現代シリア政治を専門とする高岡豊は、このタイミングで事件が起きた背景には、台頭する「イスラム国」と巻き返しをはかるアルカイダ系グループの確執があったと論じる(「『シャルリー・エブド』襲撃――イスラーム過激派の事情」『SYNODOS』2015年1月19日)。また、中東近現代史を研究する栗田禎子は、「表現の自由か宗教の尊厳か」という対立軸だけで事件を考えると、EU諸国のシリア政策によって作りあげられた軍事集団がヨーロッパ内部で爆発したという「最大のポイント」が隠れてしまいかねないと指摘する(西谷修との対談「罠はどこに仕掛けられたか」『現代思想』3月臨時増刊号)。

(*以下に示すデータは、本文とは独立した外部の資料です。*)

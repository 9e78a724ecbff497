//! Read-only registry mapping a formula id to its input schema.
//!
//! The built-in registry is a `static`: it is fixed at compile time and shared
//! by every controller in the process. Lookups are pure; an empty or unknown id
//! yields `None`, which callers treat as "nothing to render" rather than a
//! fault.

mod formulas;

use crate::model::formula::{FormulaCategory, FormulaSchema};

static BUILTIN: FormulaRegistry = FormulaRegistry::new(formulas::ALL);

#[derive(Debug, Clone, Copy, PartialEq, Eq)]
pub struct FormulaRegistry {
    schemas: &'static [FormulaSchema],
}

impl FormulaRegistry {
    pub const fn new(schemas: &'static [FormulaSchema]) -> Self {
        Self { schemas }
    }

    /// Every formula the calculation service knows about.
    pub fn builtin() -> &'static FormulaRegistry {
        &BUILTIN
    }

    pub fn lookup(&self, formula_id: &str) -> Option<&'static FormulaSchema> {
        self.schemas.iter().find(|schema| schema.id == formula_id)
    }

    pub fn contains(&self, formula_id: &str) -> bool {
        self.lookup(formula_id).is_some()
    }

    /// All schemas in declaration order.
    pub fn schemas(&self) -> impl Iterator<Item = &'static FormulaSchema> {
        self.schemas.iter()
    }

    pub fn by_category(
        &self,
        category: FormulaCategory,
    ) -> impl Iterator<Item = &'static FormulaSchema> {
        self.schemas.iter().filter(move |schema| schema.category == category)
    }

    pub fn len(&self) -> usize {
        self.schemas.len()
    }

    pub fn is_empty(&self) -> bool {
        self.schemas.is_empty()
    }
}
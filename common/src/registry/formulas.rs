//! Built-in formula schemas. Field ids are the keys the calculation service
//! reads from `inputs`.

use crate::model::field::FieldDescriptor as Field;
use crate::model::formula::FormulaCategory::{
    ChillUnits, Evapotranspiration, GrowingDegreeDays, VegetationIndex,
};
use crate::model::formula::FormulaSchema;

const T_MAX_DAILY: Field = Field::new("TM", "Max Daily Temp (TM)", "°C");
const T_MIN_DAILY: Field = Field::new("Tm", "Min Daily Temp (Tm)", "°C");
const T_BASE: Field = Field::new("Tb", "Base Temperature (Tb)", "°C");
const T_UPPER: Field = Field::new("TB", "Upper Threshold Temperature (TB)", "°C");
const T_HOURLY: Field = Field::new("T_current", "Hourly Temperature (T)", "°C");

const NIR: Field = Field::new("NIR", "Near-Infrared (NIR)", "Reflectance (0-1)");
const RED: Field = Field::new("Red", "Red Band", "Reflectance (0-1)");
const GREEN: Field = Field::new("Green", "Green Band", "Reflectance (0-1)");
const BLUE: Field = Field::new("Blue", "Blue Band", "Reflectance (0-1)");
const SOIL_SLOPE: Field = Field::new("a", "Soil Line Slope (a)", "e.g., 1.2");
const SOIL_INTERCEPT: Field = Field::new("b", "Soil Line Intercept (b)", "e.g., 0.04");

const R531: Field = Field::new("R531", "Reflectance at 531 nm (R531)", "Reflectance (0-1)");
const R550: Field = Field::new("R550", "Reflectance at 550 nm (R550)", "Reflectance (0-1)");
const R570: Field = Field::new("R570", "Reflectance at 570 nm (R570)", "Reflectance (0-1)");
const R670: Field = Field::new("R670", "Reflectance at 670 nm (R670)", "Reflectance (0-1)");
const R681: Field = Field::new("R681", "Reflectance at 681 nm (R681)", "Reflectance (0-1)");
const R700: Field = Field::new("R700", "Reflectance at 700 nm (R700)", "Reflectance (0-1)");
const R708: Field = Field::new("R708", "Reflectance at 708 nm (R708)", "Reflectance (0-1)");
const R720: Field = Field::new("R720", "Reflectance at 720 nm (R720)", "Reflectance (0-1)");
const R750: Field = Field::new("R750", "Reflectance at 750 nm (R750)", "Reflectance (0-1)");
const R753: Field = Field::new("R753", "Reflectance at 753 nm (R753)", "Reflectance (0-1)");
const R790: Field = Field::new("R790", "Reflectance at 790 nm (R790)", "Reflectance (0-1)");
const R800: Field = Field::new("R800", "Reflectance at 800 nm (R800)", "Reflectance (0-1)");

macro_rules! schema {
    ($id:literal, $name:literal, $category:expr, &[$($field:expr),* $(,)?] $(,)?) => {
        FormulaSchema {
            id: $id,
            name: $name,
            category: $category,
            fields: &[$($field),*],
        }
    };
}

pub(super) const ALL: &[FormulaSchema] = &[
    // Evapotranspiration
    schema!(
        "hargreaves",
        "Hargreaves",
        Evapotranspiration,
        &[
            Field::new("T_mean", "Mean Temperature (T_mean) [°C]", "e.g., 25"),
            Field::new("T_max", "Max Temperature (T_max) [°C]", "e.g., 30"),
            Field::new("T_min", "Min Temperature (T_min) [°C]", "e.g., 20"),
            Field::new("Ra", "Extraterrestrial Radiation (Ra)", "MJ m-2 day-1"),
        ],
    ),
    schema!(
        "blaney_criddle",
        "Blaney-Criddle",
        Evapotranspiration,
        &[
            Field::new("Ta", "Mean Air Temperature (Ta) [°F]", "e.g., 70"),
            Field::new("Kc", "Crop Coefficient (Kc)", "e.g., 0.85"),
        ],
    ),
    schema!(
        "fao56",
        "FAO-56 Penman-Monteith",
        Evapotranspiration,
        &[
            Field::new("Rn", "Net Radiation (Rn)", "MJ m-2 day-1"),
            Field::new("G", "Soil Heat Flux (G)", "MJ m-2 day-1"),
            Field::new("T_mean", "Mean Air Temperature (T) [°C]", "e.g., 25"),
            Field::new("u2", "Wind Speed at 2 m (u2)", "m/s"),
            Field::new("es_ea", "Vapour Pressure Deficit (es - ea)", "kPa"),
            Field::new("Delta", "Slope of Vapour Pressure Curve (Δ)", "kPa/°C"),
            Field::new("Gamma", "Psychrometric Constant (γ)", "kPa/°C"),
        ],
    ),
    schema!(
        "stephens_stewart",
        "Stephens-Stewart",
        Evapotranspiration,
        &[
            Field::new("Ta", "Mean Air Temperature (Ta) [°F]", "e.g., 70"),
            Field::new("Rl", "Solar Radiation (Rl)", "Langleys/day"),
        ],
    ),
    schema!(
        "grassi",
        "Grassi",
        Evapotranspiration,
        &[
            Field::new("Ta", "Mean Air Temperature (Ta) [°F]", "e.g., 70"),
            Field::new("Rl", "Solar Radiation (Rl)", "Langleys/day"),
        ],
    ),
    schema!(
        "linarce",
        "Linacre",
        Evapotranspiration,
        &[
            Field::new("Ta", "Mean Air Temperature (Ta) [°C]", "e.g., 25"),
            Field::new("Td", "Mean Dew Point (Td) [°C]", "e.g., 12"),
            Field::new("z", "Elevation (z)", "m"),
            Field::new("lat", "Latitude (lat)", "degrees"),
        ],
    ),
    // Growing degree days
    schema!(
        "gdd_arnold",
        "GDD - Arnold",
        GrowingDegreeDays,
        &[T_MAX_DAILY, T_MIN_DAILY, T_BASE],
    ),
    schema!(
        "gdd_villa_nova",
        "GDD - Villa Nova",
        GrowingDegreeDays,
        &[T_MAX_DAILY, T_MIN_DAILY, T_BASE],
    ),
    schema!(
        "gdd_ometto",
        "GDD - Ometto",
        GrowingDegreeDays,
        &[T_MAX_DAILY, T_MIN_DAILY, T_BASE, T_UPPER],
    ),
    schema!(
        "gdd_snyder",
        "GDD - Snyder (Sine)",
        GrowingDegreeDays,
        &[T_MAX_DAILY, T_MIN_DAILY, T_BASE, T_UPPER],
    ),
    // Chill units
    schema!("chill_utah", "Utah Model", ChillUnits, &[T_HOURLY]),
    schema!("chill_nc", "North Carolina Model", ChillUnits, &[T_HOURLY]),
    // Vegetation indices
    schema!("ndvi", "NDVI", VegetationIndex, &[NIR, RED]),
    schema!("gndvi", "GNDVI", VegetationIndex, &[NIR, GREEN]),
    schema!("pri", "PRI", VegetationIndex, &[R531, R570]),
    schema!("ndre", "NDRE", VegetationIndex, &[R790, R720]),
    schema!(
        "ccci",
        "CCCI",
        VegetationIndex,
        &[
            Field::new("NDRE", "Measured NDRE", "Index"),
            Field::new("NDRE_min", "Minimum NDRE (NDRE_min)", "Index"),
            Field::new("NDRE_max", "Maximum NDRE (NDRE_max)", "Index"),
        ],
    ),
    schema!("rvi", "RVI", VegetationIndex, &[NIR, RED]),
    schema!("evi", "EVI", VegetationIndex, &[NIR, RED, BLUE]),
    schema!("evi2", "EVI2", VegetationIndex, &[NIR, RED]),
    schema!("varigreen", "VARI green", VegetationIndex, &[GREEN, RED, BLUE]),
    schema!("vari700", "VARI 700", VegetationIndex, &[R700, RED, BLUE]),
    schema!("tvi", "TVI", VegetationIndex, &[R750, R550, R670]),
    schema!("mtvi1", "MTVI1", VegetationIndex, &[R800, R550, R670]),
    schema!("mtvi2", "MTVI2", VegetationIndex, &[R800, R550, R670]),
    schema!("mtci", "MTCI", VegetationIndex, &[R753, R708, R681]),
    schema!("car", "CAR", VegetationIndex, &[R700, R670, R550]),
    schema!("cari", "CARI", VegetationIndex, &[R700, R670, R550]),
    schema!("tcari", "TCARI", VegetationIndex, &[R700, R670, R550]),
    schema!("mcari", "MCARI", VegetationIndex, &[R700, R670, R550]),
    schema!("mcari1", "MCARI1", VegetationIndex, &[R800, R670, R550]),
    schema!("mcari2", "MCARI2", VegetationIndex, &[R800, R670, R550]),
    schema!("wdvi", "WDVI", VegetationIndex, &[NIR, RED, SOIL_SLOPE]),
    schema!(
        "pvi",
        "PVI",
        VegetationIndex,
        &[NIR, RED, SOIL_SLOPE, SOIL_INTERCEPT],
    ),
    schema!(
        "savi",
        "SAVI",
        VegetationIndex,
        &[
            Field::new("NIR", "Near-Infrared (NIR)", "Reflectance"),
            Field::new("Red", "Red Band", "Reflectance"),
            Field::new("L", "Soil Adjustment Factor (L)", "Usually 0.5"),
        ],
    ),
    schema!(
        "tsavi",
        "TSAVI",
        VegetationIndex,
        &[R800, R670, SOIL_SLOPE, SOIL_INTERCEPT],
    ),
    schema!("osavi", "OSAVI", VegetationIndex, &[NIR, RED]),
    schema!("msavi", "MSAVI", VegetationIndex, &[NIR, RED]),
    schema!("msavi2", "MSAVI2", VegetationIndex, &[NIR, RED]),
    schema!("sarvi", "SARVI", VegetationIndex, &[R800, RED, BLUE]),
];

イラク政治研究の酒井啓子によれば、中東のイスラーム諸国の政府は9・11の際とは異なり、即座にテロを断固として糾弾する姿勢を見せたが、それは9・11以降の深刻な出来事が現在も続いていることを痛いほど知っているからだという。しかし、被害者を悼む連帯の可能性は、「私はシャルリ」の標語が出回り、またシャルリ紙が事件後最初となる号にムハンマドの風刺画を掲載したことにより、すぐに潰えてしまった。イスラーム社会にも表現の自由を求める声はあるが、それは「私はシャルリ」の合言葉には同調できない(酒井啓子「シャルリー・エブド襲撃事件が浮き彫りにしたもの」『世界』3月号)。
中東を専門とする研究者たちの指摘に、私も大いに目を開かれてきた。問題はきわめて重層的で複雑な広がりを持っていることを意識したい。そうすれば、「テロに反対、表現の自由を守れ、『私はシャルリ』」と唱えて済む話ではないことがわかるだろう。